## The problem
Wherever a line of the data contains "framing", copy that line.

BEGIN Data listing

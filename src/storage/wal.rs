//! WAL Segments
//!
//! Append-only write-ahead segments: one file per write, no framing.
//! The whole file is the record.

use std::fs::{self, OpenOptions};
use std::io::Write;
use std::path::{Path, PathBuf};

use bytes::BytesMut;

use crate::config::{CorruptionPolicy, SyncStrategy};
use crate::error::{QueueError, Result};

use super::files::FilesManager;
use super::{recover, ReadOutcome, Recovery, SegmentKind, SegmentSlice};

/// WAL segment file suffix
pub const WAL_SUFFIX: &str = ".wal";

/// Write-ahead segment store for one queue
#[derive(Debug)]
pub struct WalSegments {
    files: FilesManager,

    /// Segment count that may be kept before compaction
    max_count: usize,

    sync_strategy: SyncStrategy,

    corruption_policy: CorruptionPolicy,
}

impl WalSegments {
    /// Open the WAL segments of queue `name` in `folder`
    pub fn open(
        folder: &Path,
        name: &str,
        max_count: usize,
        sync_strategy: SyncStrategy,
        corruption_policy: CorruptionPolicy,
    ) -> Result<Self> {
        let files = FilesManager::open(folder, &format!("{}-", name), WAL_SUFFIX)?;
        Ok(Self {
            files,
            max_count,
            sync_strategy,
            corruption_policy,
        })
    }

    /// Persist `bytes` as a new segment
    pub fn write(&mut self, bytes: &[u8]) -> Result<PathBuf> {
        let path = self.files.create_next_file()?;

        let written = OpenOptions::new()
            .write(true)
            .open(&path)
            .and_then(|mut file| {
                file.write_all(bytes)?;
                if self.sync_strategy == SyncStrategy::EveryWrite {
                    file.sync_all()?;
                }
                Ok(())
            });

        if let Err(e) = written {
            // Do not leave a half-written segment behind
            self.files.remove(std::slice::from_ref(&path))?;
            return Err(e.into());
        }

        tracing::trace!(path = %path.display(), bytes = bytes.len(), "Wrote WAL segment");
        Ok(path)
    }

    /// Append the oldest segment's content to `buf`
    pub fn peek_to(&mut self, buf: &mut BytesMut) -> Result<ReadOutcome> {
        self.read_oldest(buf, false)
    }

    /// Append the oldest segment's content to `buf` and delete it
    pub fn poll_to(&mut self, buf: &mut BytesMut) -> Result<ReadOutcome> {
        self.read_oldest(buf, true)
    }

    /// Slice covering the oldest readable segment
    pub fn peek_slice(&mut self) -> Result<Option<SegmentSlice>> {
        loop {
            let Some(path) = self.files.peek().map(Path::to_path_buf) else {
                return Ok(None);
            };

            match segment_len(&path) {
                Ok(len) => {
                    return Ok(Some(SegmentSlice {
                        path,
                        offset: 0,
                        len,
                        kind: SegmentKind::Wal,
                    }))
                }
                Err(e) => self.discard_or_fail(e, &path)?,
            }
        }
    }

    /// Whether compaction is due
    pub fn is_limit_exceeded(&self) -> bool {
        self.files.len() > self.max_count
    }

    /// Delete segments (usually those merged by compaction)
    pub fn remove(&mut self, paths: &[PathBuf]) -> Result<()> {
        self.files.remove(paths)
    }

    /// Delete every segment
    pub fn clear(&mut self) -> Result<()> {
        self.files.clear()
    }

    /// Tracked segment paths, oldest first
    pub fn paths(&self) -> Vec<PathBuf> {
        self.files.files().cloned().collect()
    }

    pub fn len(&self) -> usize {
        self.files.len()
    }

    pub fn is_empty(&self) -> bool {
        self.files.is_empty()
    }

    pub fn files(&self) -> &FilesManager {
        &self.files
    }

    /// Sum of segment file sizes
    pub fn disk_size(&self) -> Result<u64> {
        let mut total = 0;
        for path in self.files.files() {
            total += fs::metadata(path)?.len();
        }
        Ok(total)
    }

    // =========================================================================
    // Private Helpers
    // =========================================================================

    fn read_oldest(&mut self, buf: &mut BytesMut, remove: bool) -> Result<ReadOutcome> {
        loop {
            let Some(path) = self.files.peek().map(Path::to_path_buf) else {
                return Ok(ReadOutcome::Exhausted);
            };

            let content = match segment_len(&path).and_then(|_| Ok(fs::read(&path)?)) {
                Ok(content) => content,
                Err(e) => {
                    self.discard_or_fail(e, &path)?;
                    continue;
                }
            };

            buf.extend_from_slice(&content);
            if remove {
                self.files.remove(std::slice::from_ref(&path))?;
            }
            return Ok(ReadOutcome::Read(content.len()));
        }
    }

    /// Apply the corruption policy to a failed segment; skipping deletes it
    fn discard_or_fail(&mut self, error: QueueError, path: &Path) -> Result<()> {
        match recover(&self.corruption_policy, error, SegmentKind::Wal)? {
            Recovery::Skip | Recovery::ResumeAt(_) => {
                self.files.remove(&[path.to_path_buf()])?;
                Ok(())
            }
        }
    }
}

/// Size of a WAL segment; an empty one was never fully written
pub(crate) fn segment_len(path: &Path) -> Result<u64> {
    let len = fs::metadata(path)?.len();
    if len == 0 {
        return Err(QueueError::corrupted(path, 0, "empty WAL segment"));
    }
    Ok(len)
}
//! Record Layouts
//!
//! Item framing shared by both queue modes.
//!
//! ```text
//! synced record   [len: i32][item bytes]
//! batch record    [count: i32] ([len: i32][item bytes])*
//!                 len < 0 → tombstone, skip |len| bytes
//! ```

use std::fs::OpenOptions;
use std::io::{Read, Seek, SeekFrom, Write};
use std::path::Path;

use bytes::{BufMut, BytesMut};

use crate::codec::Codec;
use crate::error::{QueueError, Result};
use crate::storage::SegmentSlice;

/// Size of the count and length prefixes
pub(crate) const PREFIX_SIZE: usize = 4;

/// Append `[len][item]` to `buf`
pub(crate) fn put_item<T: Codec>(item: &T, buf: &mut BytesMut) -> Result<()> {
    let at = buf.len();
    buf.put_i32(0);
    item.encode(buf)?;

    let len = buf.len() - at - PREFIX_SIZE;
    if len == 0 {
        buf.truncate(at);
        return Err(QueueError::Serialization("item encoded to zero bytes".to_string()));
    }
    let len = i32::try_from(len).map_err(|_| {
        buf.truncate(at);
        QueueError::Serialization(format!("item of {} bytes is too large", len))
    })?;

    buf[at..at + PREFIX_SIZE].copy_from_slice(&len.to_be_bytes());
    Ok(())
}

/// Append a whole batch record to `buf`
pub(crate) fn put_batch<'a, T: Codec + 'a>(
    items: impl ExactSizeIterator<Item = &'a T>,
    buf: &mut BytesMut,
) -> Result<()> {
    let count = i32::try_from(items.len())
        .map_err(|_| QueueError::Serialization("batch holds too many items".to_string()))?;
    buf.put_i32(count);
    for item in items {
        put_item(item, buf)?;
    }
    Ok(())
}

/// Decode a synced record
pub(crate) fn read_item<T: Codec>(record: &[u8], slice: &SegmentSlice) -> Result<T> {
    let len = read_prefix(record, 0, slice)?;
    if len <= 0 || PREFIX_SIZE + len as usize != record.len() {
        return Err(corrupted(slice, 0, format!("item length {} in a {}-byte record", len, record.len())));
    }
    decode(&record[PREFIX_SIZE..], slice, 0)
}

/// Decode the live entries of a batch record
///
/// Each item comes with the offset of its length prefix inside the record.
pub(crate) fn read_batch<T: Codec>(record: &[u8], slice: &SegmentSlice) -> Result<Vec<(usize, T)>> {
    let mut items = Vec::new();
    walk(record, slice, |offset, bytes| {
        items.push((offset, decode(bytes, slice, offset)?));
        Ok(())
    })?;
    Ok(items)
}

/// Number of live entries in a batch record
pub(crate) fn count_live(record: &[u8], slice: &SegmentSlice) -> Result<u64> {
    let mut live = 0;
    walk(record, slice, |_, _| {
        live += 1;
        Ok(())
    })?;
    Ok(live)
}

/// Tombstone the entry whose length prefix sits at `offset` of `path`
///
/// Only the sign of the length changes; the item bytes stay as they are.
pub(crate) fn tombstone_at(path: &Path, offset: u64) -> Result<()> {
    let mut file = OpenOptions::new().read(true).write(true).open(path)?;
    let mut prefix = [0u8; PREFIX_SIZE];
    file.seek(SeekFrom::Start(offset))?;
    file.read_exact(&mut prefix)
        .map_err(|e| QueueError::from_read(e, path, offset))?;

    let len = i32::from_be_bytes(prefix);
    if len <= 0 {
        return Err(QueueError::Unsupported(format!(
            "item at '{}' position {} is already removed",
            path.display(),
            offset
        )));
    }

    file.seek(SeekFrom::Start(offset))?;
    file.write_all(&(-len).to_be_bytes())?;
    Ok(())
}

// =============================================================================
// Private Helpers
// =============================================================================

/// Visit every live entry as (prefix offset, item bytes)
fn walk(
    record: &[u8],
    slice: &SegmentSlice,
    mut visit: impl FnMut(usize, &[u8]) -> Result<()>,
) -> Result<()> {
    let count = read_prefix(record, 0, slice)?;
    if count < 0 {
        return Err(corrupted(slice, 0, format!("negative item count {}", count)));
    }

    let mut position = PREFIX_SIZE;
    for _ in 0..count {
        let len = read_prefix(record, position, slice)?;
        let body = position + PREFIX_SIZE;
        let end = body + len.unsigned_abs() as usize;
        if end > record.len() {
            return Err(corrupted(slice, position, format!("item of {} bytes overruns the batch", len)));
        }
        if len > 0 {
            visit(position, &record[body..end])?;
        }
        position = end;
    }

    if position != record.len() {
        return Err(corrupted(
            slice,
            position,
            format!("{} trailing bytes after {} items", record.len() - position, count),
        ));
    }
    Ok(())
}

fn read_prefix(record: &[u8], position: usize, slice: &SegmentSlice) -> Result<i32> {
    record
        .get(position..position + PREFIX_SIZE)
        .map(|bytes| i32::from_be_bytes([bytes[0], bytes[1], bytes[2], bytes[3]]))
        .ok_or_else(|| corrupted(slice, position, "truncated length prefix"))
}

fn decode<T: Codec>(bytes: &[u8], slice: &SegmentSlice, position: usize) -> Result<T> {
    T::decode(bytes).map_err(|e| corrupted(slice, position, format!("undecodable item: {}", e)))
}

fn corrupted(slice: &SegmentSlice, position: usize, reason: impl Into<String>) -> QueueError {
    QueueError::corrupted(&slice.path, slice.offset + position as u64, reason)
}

END Data listing

## Response box
//! Append-only write-ahead segments: one file per write, no framing.
//! Item framing shared by both queue modes.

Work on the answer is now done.